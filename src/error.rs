//! Centralized error types for the game.
//!
//! All fallible construction paths report through [`GameError`]; the running
//! simulation recovers locally instead (out-of-bounds lookups read as walls,
//! a boxed-in adversary skips its move, an invalid direction change keeps the
//! current direction).

/// Main error type for the game.
///
/// This is the primary error type that should be used in public APIs.
#[derive(thiserror::Error, Debug)]
pub enum GameError {
    #[error("Board parsing error: {0}")]
    Parse(#[from] ParseError),

    #[error("Invalid state: {0}")]
    InvalidState(String),
}

/// Error type for board parsing operations.
#[derive(thiserror::Error, Debug, PartialEq, Eq)]
pub enum ParseError {
    #[error("Unknown character in board: {0:?}")]
    UnknownCharacter(char),

    #[error("Board has no rows")]
    EmptyBoard,

    #[error("Row {row} is {width} cells wide, expected {expected}")]
    RaggedRow { row: usize, width: usize, expected: usize },

    #[error("Missing spawn marker: {0}")]
    MissingSpawn(&'static str),

    #[error("Duplicate spawn marker: {0}")]
    DuplicateSpawn(&'static str),
}

/// Result type for game operations.
pub type GameResult<T> = Result<T, GameError>;
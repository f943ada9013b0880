//! The per-tick read-only view handed to render and UI collaborators.

use bevy_ecs::query::With;
use bevy_ecs::world::World;
use glam::{UVec2, Vec2};

use crate::constants::{MapTile, ADVERSARY_COLOR, CELL_SIZE, FRIGHTENED_COLOR, PLAYER_COLOR};
use crate::map::{Direction, Map};
use crate::systems::{Adversary, GamePhase, Mode, MouthAnimation, PlayerControlled, PlayerLives, Position, ScoreResource, Velocity};

/// Render state for the player.
#[derive(Debug, Clone, PartialEq)]
pub struct PlayerView {
    pub position: Vec2,
    pub size: f32,
    pub facing: Direction,
    pub color: &'static str,
    pub mouth_open: bool,
}

/// Render state for the adversary.
#[derive(Debug, Clone, PartialEq)]
pub struct AdversaryView {
    pub position: Vec2,
    pub size: f32,
    pub facing: Direction,
    pub color: &'static str,
    pub frightened: bool,
    pub mode: Mode,
}

/// Everything a renderer or UI-text layer needs for one frame.
///
/// The renderer performs no simulation logic; it draws this and nothing
/// else.
#[derive(Debug, Clone, PartialEq)]
pub struct Snapshot {
    pub phase: GamePhase,
    pub score: u32,
    pub lives: u8,
    pub remaining_pellets: u32,
    /// Board dimensions, in cells.
    pub grid_size: UVec2,
    /// Row-major tile layout, `grid_size.x` wide.
    pub tiles: Vec<MapTile>,
    pub player: PlayerView,
    pub adversary: AdversaryView,
}

pub(crate) fn capture(world: &mut World) -> Snapshot {
    let player = {
        let mut query = world.query_filtered::<(&Position, &Velocity, &MouthAnimation), With<PlayerControlled>>();
        let (position, velocity, mouth) = query.single(world).expect("player entity missing from world");
        PlayerView {
            position: position.0,
            size: CELL_SIZE as f32,
            facing: velocity.direction,
            color: PLAYER_COLOR,
            mouth_open: mouth.open,
        }
    };

    let adversary = {
        let mut query = world.query::<(&Position, &Velocity, &Adversary)>();
        let (position, velocity, adversary) = query.single(world).expect("adversary entity missing from world");
        AdversaryView {
            position: position.0,
            size: CELL_SIZE as f32,
            facing: velocity.direction,
            color: if adversary.is_frightened() { FRIGHTENED_COLOR } else { ADVERSARY_COLOR },
            frightened: adversary.is_frightened(),
            mode: adversary.mode,
        }
    };

    let map = world.resource::<Map>();
    Snapshot {
        phase: *world.resource::<GamePhase>(),
        score: world.resource::<ScoreResource>().0,
        lives: world.resource::<PlayerLives>().0,
        remaining_pellets: map.remaining_pellets(),
        grid_size: map.size(),
        tiles: map.tiles().to_vec(),
        player,
        adversary,
    }
}
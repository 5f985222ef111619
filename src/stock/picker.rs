//! Uniform-random asset selection
//!
//! Picks one distributable file from a location. Removing or handing out the
//! file is the distribution layer's side effect; this only selects.

use std::path::{Path, PathBuf};

use rand::seq::SliceRandom;

/// Select one eligible file uniformly at random.
///
/// Returns None when the location is missing or holds no matching files.
pub fn pick_random_asset(directory: &Path, extension: &str) -> Option<PathBuf> {
    let entries = std::fs::read_dir(directory).ok()?;

    let candidates: Vec<PathBuf> = entries
        .filter_map(|entry| entry.ok())
        .filter(|entry| entry.file_type().map(|t| t.is_file()).unwrap_or(false))
        .map(|entry| entry.path())
        .filter(|path| {
            path.extension()
                .map(|ext| ext.eq_ignore_ascii_case(extension))
                .unwrap_or(false)
        })
        .collect();

    candidates.choose(&mut rand::thread_rng()).cloned()
}
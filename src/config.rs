//! Configuration for Depot
//!
//! CLI arguments and environment variable handling using clap.

use clap::Parser;
use std::time::Duration;
use uuid::Uuid;

/// Depot - entitlement-gated distribution core for file-backed asset pools
#[derive(Parser, Debug, Clone)]
#[command(name = "depot")]
#[command(about = "Distributes file-backed entitlement items across communities")]
pub struct Args {
    /// Unique node identifier for this depot instance
    #[arg(long, env = "NODE_ID", default_value_t = Uuid::new_v4())]
    pub node_id: Uuid,

    /// MongoDB connection URI
    #[arg(long, env = "MONGODB_URI", default_value = "mongodb://localhost:27017")]
    pub mongodb_uri: String,

    /// MongoDB database name
    #[arg(long, env = "MONGODB_DB", default_value = "depot")]
    pub mongodb_db: String,

    /// Stock cache refresh interval in seconds
    #[arg(long, env = "STOCK_REFRESH_SECONDS", default_value = "300")]
    pub stock_refresh_seconds: u64,

    /// Directory health check interval in seconds
    #[arg(long, env = "DIRECTORY_CHECK_SECONDS", default_value = "3600")]
    pub directory_check_seconds: u64,

    /// Stock count below which a location is reported as low
    #[arg(long, env = "LOW_STOCK_THRESHOLD", default_value = "5")]
    pub low_stock_threshold: u64,

    /// Maximum entries per category in an emitted health report
    #[arg(long, env = "REPORT_ENTRY_CAP", default_value = "10")]
    pub report_entry_cap: usize,

    /// File extension that marks a distributable asset (without dot)
    #[arg(long, env = "ASSET_EXTENSION", default_value = "txt")]
    pub asset_extension: String,

    /// Log level (trace, debug, info, warn, error)
    #[arg(long, env = "LOG_LEVEL", default_value = "info")]
    pub log_level: String,
}

impl Args {
    /// Stock refresh interval as a Duration
    pub fn stock_refresh_interval(&self) -> Duration {
        Duration::from_secs(self.stock_refresh_seconds)
    }

    /// Directory check interval as a Duration
    pub fn directory_check_interval(&self) -> Duration {
        Duration::from_secs(self.directory_check_seconds)
    }

    /// Validate configuration
    pub fn validate(&self) -> Result<(), String> {
        if self.stock_refresh_seconds == 0 {
            return Err("STOCK_REFRESH_SECONDS must be greater than zero".to_string());
        }

        if self.directory_check_seconds == 0 {
            return Err("DIRECTORY_CHECK_SECONDS must be greater than zero".to_string());
        }

        if self.asset_extension.is_empty() || self.asset_extension.starts_with('.') {
            return Err("ASSET_EXTENSION must be a bare extension like 'txt'".to_string());
        }

        Ok(())
    }
}
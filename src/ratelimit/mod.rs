//! Daily-limit and cooldown checks
//!
//! Both checks are read-only comparisons over state owned by the claim
//! store: the limiter never resets counters or writes timestamps. They are
//! advisory; the atomic check-then-increment that makes a claim safe under
//! concurrency lives in [`crate::stores::ClaimStore::try_claim`].

use chrono::{DateTime, Duration, Utc};

/// Daily limit value meaning "no limit"
pub const UNLIMITED: i64 = -1;

/// Outcome of a daily-limit check
#[derive(Debug, Clone, Copy, PartialEq, Eq)]
pub struct DailyLimitCheck {
    pub can_claim: bool,
    /// True claimed count, reported even when unlimited (for display)
    pub claimed_today: i64,
}

/// Outcome of a cooldown check
#[derive(Debug, Clone, PartialEq, Eq)]
pub enum CooldownCheck {
    Ready,
    Waiting { remaining: Duration },
}

/// Compare the persisted claimed-today counter against a daily limit.
///
/// The counter is scoped to the current UTC calendar day; day-boundary
/// rollover is the claim store's concern and has already been applied to
/// `claimed_today` by the time it reaches here.
pub fn check_daily_limit(claimed_today: i64, daily_limit: i64) -> DailyLimitCheck {
    if daily_limit == UNLIMITED {
        return DailyLimitCheck {
            can_claim: true,
            claimed_today,
        };
    }

    DailyLimitCheck {
        can_claim: claimed_today < daily_limit,
        claimed_today,
    }
}

/// Check whether the cooldown window since the last claim has elapsed
pub fn check_cooldown(
    last_claim: Option<DateTime<Utc>>,
    cooldown_hours: i64,
    now: DateTime<Utc>,
) -> CooldownCheck {
    if cooldown_hours <= 0 {
        return CooldownCheck::Ready;
    }

    let Some(last) = last_claim else {
        return CooldownCheck::Ready;
    };

    let window = Duration::hours(cooldown_hours);
    let elapsed = now - last;

    if elapsed < window {
        CooldownCheck::Waiting {
            remaining: window - elapsed,
        }
    } else {
        CooldownCheck::Ready
    }
}
//! Entitlement resolution
//!
//! Computes the effective access terms (enabled, cost, cooldown, daily limit)
//! for one user, one community policy, and one item type. Leaf module: pure
//! functions over read-only policy views, no I/O.

mod resolver;

pub use resolver::{resolve, EffectiveAccess, RoleMembership};
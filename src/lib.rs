//! Depot - entitlement-gated distribution core
//!
//! Depot resolves role-based entitlements against per-community policy
//! documents in MongoDB and serves claims from file-backed asset pools,
//! keeping stock counts fresh through scheduled cache refresh and
//! directory-health cycles.

pub mod alert;
pub mod claim;
pub mod config;
pub mod db;
pub mod monitor;
pub mod policy;
pub mod ratelimit;
pub mod stock;
pub mod stores;
pub mod types;

pub use claim::{ClaimDecision, ClaimService};
pub use config::Args;
pub use monitor::DirectoryMonitor;
pub use types::{DepotError, Result};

**INSTRUCTIONS FOR THE TASK:** Exactly as they appear, retype the lines from the start of the records through the line containing "pub enum ParseError".

**TASK RESULT:**
filename src/error.rs
//! Centralized error types for the game.
//!
//! All fallible construction paths report through [`GameError`]; the running
//! simulation recovers locally instead (out-of-bounds lookups read as walls,
//! a boxed-in adversary skips its move, an invalid direction change keeps the
//! current direction).

/// Main error type for the game.
///
/// This is the primary error type that should be used in public APIs.
#[derive(thiserror::Error, Debug)]
pub enum GameError {
    #[error("Board parsing error: {0}")]
    Parse(#[from] ParseError),

    #[error("Invalid state: {0}")]
    InvalidState(String),
}

/// Error type for board parsing operations.
#[derive(thiserror::Error, Debug, PartialEq, Eq)]
pub enum ParseError {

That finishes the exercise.